WORK REQUEST :: The reply should hold every record, copied exactly.

SUPPLIED MATERIAL ::
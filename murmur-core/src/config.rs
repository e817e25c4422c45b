//! Configuration types for the murmur core

use serde::{Deserialize, Serialize};
use std::path::PathBuf;
use std::time::Duration;

use crate::error::{MurmurError, Result};

/// Main configuration for the engagement and memory core
#[derive(Debug, Clone, Serialize, Deserialize, Default)]
#[serde(default)]
pub struct MurmurConfig {
    /// Heartbeat/tension state machine configuration
    pub engagement: EngagementConfig,

    /// Context window configuration
    pub context: ContextConfig,

    /// Durable memory log configuration
    pub memory: MemoryConfig,

    /// Engagement store configuration
    pub store: StoreConfig,

    /// Orchestrator configuration
    pub workflow: WorkflowConfig,
}

/// Heartbeat and tension configuration
#[derive(Debug, Clone, Serialize, Deserialize)]
#[serde(default)]
pub struct EngagementConfig {
    /// Upper bound of the heartbeat scalar
    pub max_heartbeat: f64,

    /// Heartbeat after the first unaddressed message out of Idle
    pub wakeup_growth: f64,

    /// Heartbeat increment per unaddressed message while Warming
    pub idle_growth: f64,

    /// Boost applied on a mention or related follow-up
    pub tense_boost: f64,

    /// Floor the boost is applied on top of
    pub tense_floor: f64,

    /// Fixed hold after an explicit mention
    #[serde(with = "humantime_serde")]
    pub tense_hold: Duration,

    /// How long a spontaneous invocation waits for a related follow-up
    #[serde(with = "humantime_serde")]
    pub relevance_window: Duration,
}

impl Default for EngagementConfig {
    fn default() -> Self {
        Self {
            max_heartbeat: 100.0,
            wakeup_growth: 6.0,
            idle_growth: 2.0,
            tense_boost: 24.0,
            tense_floor: 60.0,
            tense_hold: Duration::from_secs(900),
            relevance_window: Duration::from_secs(120),
        }
    }
}

/// Context window configuration
#[derive(Debug, Clone, Serialize, Deserialize)]
#[serde(default)]
pub struct ContextConfig {
    /// Maximum messages kept per scope
    pub capacity: usize,
}

impl Default for ContextConfig {
    fn default() -> Self {
        Self { capacity: 100 }
    }
}

/// Memory log configuration
#[derive(Debug, Clone, Serialize, Deserialize)]
#[serde(default)]
pub struct MemoryConfig {
    /// Path of the JSON-lines memory log
    pub log_path: PathBuf,
}

impl Default for MemoryConfig {
    fn default() -> Self {
        Self {
            log_path: PathBuf::from("./data/memory_pool.jsonl"),
        }
    }
}

/// Engagement store backend
#[derive(Debug, Clone, Serialize, Deserialize)]
#[serde(tag = "type", rename_all = "lowercase")]
pub enum StoreConfig {
    /// SQLite database on disk
    Sqlite {
        /// Database file path
        path: PathBuf,
    },

    /// Process-local, lost on restart
    Memory,
}

impl Default for StoreConfig {
    fn default() -> Self {
        StoreConfig::Sqlite {
            path: PathBuf::from("./data/engagement.db"),
        }
    }
}

/// Orchestrator configuration
#[derive(Debug, Clone, Serialize, Deserialize)]
#[serde(default)]
pub struct WorkflowConfig {
    /// Scope ids or scope keys allowed to reach the pipeline (empty = all)
    pub allowed_scopes: Vec<String>,

    /// Upper bound on a single agent call
    #[serde(with = "humantime_serde")]
    pub agent_timeout: Duration,

    /// Sender name used when replies are remembered
    pub agent_name: String,

    /// Prefix that marks a structured command
    pub command_prefix: String,
}

impl Default for WorkflowConfig {
    fn default() -> Self {
        Self {
            allowed_scopes: Vec::new(),
            agent_timeout: Duration::from_secs(30),
            agent_name: "assistant".to_string(),
            command_prefix: "/".to_string(),
        }
    }
}

/// Builder for MurmurConfig
pub struct ConfigBuilder {
    config: MurmurConfig,
}

impl ConfigBuilder {
    /// Create a new configuration builder
    pub fn new() -> Self {
        Self {
            config: MurmurConfig::default(),
        }
    }

    /// Set engagement configuration
    pub fn engagement(mut self, config: EngagementConfig) -> Self {
        self.config.engagement = config;
        self
    }

    /// Set context configuration
    pub fn context(mut self, config: ContextConfig) -> Self {
        self.config.context = config;
        self
    }

    /// Set memory configuration
    pub fn memory(mut self, config: MemoryConfig) -> Self {
        self.config.memory = config;
        self
    }

    /// Set store configuration
    pub fn store(mut self, config: StoreConfig) -> Self {
        self.config.store = config;
        self
    }

    /// Set workflow configuration
    pub fn workflow(mut self, config: WorkflowConfig) -> Self {
        self.config.workflow = config;
        self
    }

    /// Build and validate the configuration
    pub fn build(self) -> Result<MurmurConfig> {
        self.config.validate()?;
        Ok(self.config)
    }
}

impl Default for ConfigBuilder {
    fn default() -> Self {
        Self::new()
    }
}

impl MurmurConfig {
    /// Load configuration from file and environment variables.
    ///
    /// Loads in this order:
    /// 1. Default configuration
    /// 2. `murmur.toml` in the working directory
    /// 3. The file named by `MURMUR_CONFIG_PATH`
    /// 4. `MURMUR_` environment overrides (`MURMUR_CONTEXT__CAPACITY=50`)
    ///
    /// # Errors
    ///
    /// Returns an error if a configuration file is invalid or validation fails.
    pub fn load() -> Result<Self> {
        use figment::{
            Figment,
            providers::{Env, Format, Toml},
        };

        let mut figment = Figment::new().merge(Toml::file("murmur.toml"));

        if let Ok(path) = std::env::var("MURMUR_CONFIG_PATH") {
            figment = figment.merge(Toml::file(path));
        }

        let config: MurmurConfig = figment
            .merge(Env::prefixed("MURMUR_").ignore(&["CONFIG_PATH"]).split("__"))
            .extract()
            .map_err(|e| {
                MurmurError::Configuration(format!("Failed to load configuration: {}", e))
            })?;

        config.validate()?;
        Ok(config)
    }

    /// Load configuration from a specific file path.
    ///
    /// # Errors
    ///
    /// Returns an error if the file cannot be read, parsed or validated.
    pub fn from_file(path: impl AsRef<std::path::Path>) -> Result<Self> {
        use figment::{
            Figment,
            providers::{Format, Toml},
        };

        let path = path.as_ref();
        if !path.exists() {
            return Err(MurmurError::Configuration(format!(
                "Configuration file not found: {}",
                path.display()
            )));
        }

        let config: MurmurConfig = Figment::new()
            .merge(Toml::file(path))
            .extract()
            .map_err(|e| {
                MurmurError::Configuration(format!("Failed to load configuration file: {}", e))
            })?;

        config.validate()?;
        Ok(config)
    }

    /// Validate the configuration.
    ///
    /// # Errors
    ///
    /// Returns an error if any bound is unusable.
    pub fn validate(&self) -> Result<()> {
        let engagement = &self.engagement;
        if engagement.max_heartbeat <= 0.0 || !engagement.max_heartbeat.is_finite() {
            return Err(MurmurError::Configuration(
                "engagement.max_heartbeat must be positive".to_string(),
            ));
        }
        for (name, value) in [
            ("wakeup_growth", engagement.wakeup_growth),
            ("idle_growth", engagement.idle_growth),
            ("tense_boost", engagement.tense_boost),
            ("tense_floor", engagement.tense_floor),
        ] {
            if value < 0.0 || !value.is_finite() {
                return Err(MurmurError::Configuration(format!(
                    "engagement.{} must be a non-negative number",
                    name
                )));
            }
        }
        if engagement.tense_hold.is_zero() {
            return Err(MurmurError::Configuration(
                "engagement.tense_hold must be non-zero".to_string(),
            ));
        }
        if engagement.relevance_window.is_zero() {
            return Err(MurmurError::Configuration(
                "engagement.relevance_window must be non-zero".to_string(),
            ));
        }
        if self.context.capacity == 0 {
            return Err(MurmurError::Configuration(
                "context.capacity must be at least 1".to_string(),
            ));
        }
        if self.workflow.agent_timeout.is_zero() {
            return Err(MurmurError::Configuration(
                "workflow.agent_timeout must be non-zero".to_string(),
            ));
        }
        Ok(())
    }
}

PROBLEM SOLUTION ::
filename murmur-core/src/config.rs
repository e817e25c4422c45b
//! Configuration types for the murmur core

use serde::{Deserialize, Serialize};
use std::path::PathBuf;
use std::time::Duration;

use crate::error::{MurmurError, Result};

/// Main configuration for the engagement and memory core
#[derive(Debug, Clone, Serialize, Deserialize, Default)]
#[serde(default)]
pub struct MurmurConfig {
    /// Heartbeat/tension state machine configuration
    pub engagement: EngagementConfig,

    /// Context window configuration
    pub context: ContextConfig,

    /// Durable memory log configuration
    pub memory: MemoryConfig,

    /// Engagement store configuration
    pub store: StoreConfig,

    /// Orchestrator configuration
    pub workflow: WorkflowConfig,
}

/// Heartbeat and tension configuration
#[derive(Debug, Clone, Serialize, Deserialize)]
#[serde(default)]
pub struct EngagementConfig {
    /// Upper bound of the heartbeat scalar
    pub max_heartbeat: f64,

    /// Heartbeat after the first unaddressed message out of Idle
    pub wakeup_growth: f64,

    /// Heartbeat increment per unaddressed message while Warming
    pub idle_growth: f64,

    /// Boost applied on a mention or related follow-up
    pub tense_boost: f64,

    /// Floor the boost is applied on top of
    pub tense_floor: f64,

    /// Fixed hold after an explicit mention
    #[serde(with = "humantime_serde")]
    pub tense_hold: Duration,

    /// How long a spontaneous invocation waits for a related follow-up
    #[serde(with = "humantime_serde")]
    pub relevance_window: Duration,
}

impl Default for EngagementConfig {
    fn default() -> Self {
        Self {
            max_heartbeat: 100.0,
            wakeup_growth: 6.0,
            idle_growth: 2.0,
            tense_boost: 24.0,
            tense_floor: 60.0,
            tense_hold: Duration::from_secs(900),
            relevance_window: Duration::from_secs(120),
        }
    }
}

/// Context window configuration
#[derive(Debug, Clone, Serialize, Deserialize)]
#[serde(default)]
pub struct ContextConfig {
    /// Maximum messages kept per scope
    pub capacity: usize,
}

impl Default for ContextConfig {
    fn default() -> Self {
        Self { capacity: 100 }
    }
}

/// Memory log configuration
#[derive(Debug, Clone, Serialize, Deserialize)]
#[serde(default)]
pub struct MemoryConfig {
    /// Path of the JSON-lines memory log
    pub log_path: PathBuf,
}

impl Default for MemoryConfig {
    fn default() -> Self {
        Self {
            log_path: PathBuf::from("./data/memory_pool.jsonl"),
        }
    }
}

/// Engagement store backend
#[derive(Debug, Clone, Serialize, Deserialize)]
#[serde(tag = "type", rename_all = "lowercase")]
pub enum StoreConfig {
    /// SQLite database on disk
    Sqlite {
        /// Database file path
        path: PathBuf,
    },

    /// Process-local, lost on restart
    Memory,
}

impl Default for StoreConfig {
    fn default() -> Self {
        StoreConfig::Sqlite {
            path: PathBuf::from("./data/engagement.db"),
        }
    }
}

/// Orchestrator configuration
#[derive(Debug, Clone, Serialize, Deserialize)]
#[serde(default)]
pub struct WorkflowConfig {
    /// Scope ids or scope keys allowed to reach the pipeline (empty = all)
    pub allowed_scopes: Vec<String>,

    /// Upper bound on a single agent call
    #[serde(with = "humantime_serde")]
    pub agent_timeout: Duration,

    /// Sender name used when replies are remembered
    pub agent_name: String,

    /// Prefix that marks a structured command
    pub command_prefix: String,
}

impl Default for WorkflowConfig {
    fn default() -> Self {
        Self {
            allowed_scopes: Vec::new(),
            agent_timeout: Duration::from_secs(30),
            agent_name: "assistant".to_string(),
            command_prefix: "/".to_string(),
        }
    }
}

/// Builder for MurmurConfig
pub struct ConfigBuilder {
    config: MurmurConfig,
}

impl ConfigBuilder {
    /// Create a new configuration builder
    pub fn new() -> Self {
        Self {
            config: MurmurConfig::default(),
        }
    }

    /// Set engagement configuration
    pub fn engagement(mut self, config: EngagementConfig) -> Self {
        self.config.engagement = config;
        self
    }

    /// Set context configuration
    pub fn context(mut self, config: ContextConfig) -> Self {
        self.config.context = config;
        self
    }

    /// Set memory configuration
    pub fn memory(mut self, config: MemoryConfig) -> Self {
        self.config.memory = config;
        self
    }

    /// Set store configuration
    pub fn store(mut self, config: StoreConfig) -> Self {
        self.config.store = config;
        self
    }

    /// Set workflow configuration
    pub fn workflow(mut self, config: WorkflowConfig) -> Self {
        self.config.workflow = config;
        self
    }

    /// Build and validate the configuration
    pub fn build(self) -> Result<MurmurConfig> {
        self.config.validate()?;
        Ok(self.config)
    }
}

impl Default for ConfigBuilder {
    fn default() -> Self {
        Self::new()
    }
}

impl MurmurConfig {
    /// Load configuration from file and environment variables.
    ///
    /// Loads in this order:
    /// 1. Default configuration
    /// 2. `murmur.toml` in the working directory
    /// 3. The file named by `MURMUR_CONFIG_PATH`
    /// 4. `MURMUR_` environment overrides (`MURMUR_CONTEXT__CAPACITY=50`)
    ///
    /// # Errors
    ///
    /// Returns an error if a configuration file is invalid or validation fails.
    pub fn load() -> Result<Self> {
        use figment::{
            Figment,
            providers::{Env, Format, Toml},
        };

        let mut figment = Figment::new().merge(Toml::file("murmur.toml"));

        if let Ok(path) = std::env::var("MURMUR_CONFIG_PATH") {
            figment = figment.merge(Toml::file(path));
        }

        let config: MurmurConfig = figment
            .merge(Env::prefixed("MURMUR_").ignore(&["CONFIG_PATH"]).split("__"))
            .extract()
            .map_err(|e| {
                MurmurError::Configuration(format!("Failed to load configuration: {}", e))
            })?;

        config.validate()?;
        Ok(config)
    }

    /// Load configuration from a specific file path.
    ///
    /// # Errors
    ///
    /// Returns an error if the file cannot be read, parsed or validated.
    pub fn from_file(path: impl AsRef<std::path::Path>) -> Result<Self> {
        use figment::{
            Figment,
            providers::{Format, Toml},
        };

        let path = path.as_ref();
        if !path.exists() {
            return Err(MurmurError::Configuration(format!(
                "Configuration file not found: {}",
                path.display()
            )));
        }

        let config: MurmurConfig = Figment::new()
            .merge(Toml::file(path))
            .extract()
            .map_err(|e| {
                MurmurError::Configuration(format!("Failed to load configuration file: {}", e))
            })?;

        config.validate()?;
        Ok(config)
    }

    /// Validate the configuration.
    ///
    /// # Errors
    ///
    /// Returns an error if any bound is unusable.
    pub fn validate(&self) -> Result<()> {
        let engagement = &self.engagement;
        if engagement.max_heartbeat <= 0.0 || !engagement.max_heartbeat.is_finite() {
            return Err(MurmurError::Configuration(
                "engagement.max_heartbeat must be positive".to_string(),
            ));
        }
        for (name, value) in [
            ("wakeup_growth", engagement.wakeup_growth),
            ("idle_growth", engagement.idle_growth),
            ("tense_boost", engagement.tense_boost),
            ("tense_floor", engagement.tense_floor),
        ] {
            if value < 0.0 || !value.is_finite() {
                return Err(MurmurError::Configuration(format!(
                    "engagement.{} must be a non-negative number",
                    name
                )));
            }
        }
        if engagement.tense_hold.is_zero() {
            return Err(MurmurError::Configuration(
                "engagement.tense_hold must be non-zero".to_string(),
            ));
        }
        if engagement.relevance_window.is_zero() {
            return Err(MurmurError::Configuration(
                "engagement.relevance_window must be non-zero".to_string(),
            ));
        }
        if self.context.capacity == 0 {
            return Err(MurmurError::Configuration(
                "context.capacity must be at least 1".to_string(),
            ));
        }
        if self.workflow.agent_timeout.is_zero() {
            return Err(MurmurError::Configuration(
                "workflow.agent_timeout must be non-zero".to_string(),
            ));
        }
        Ok(())
    }
}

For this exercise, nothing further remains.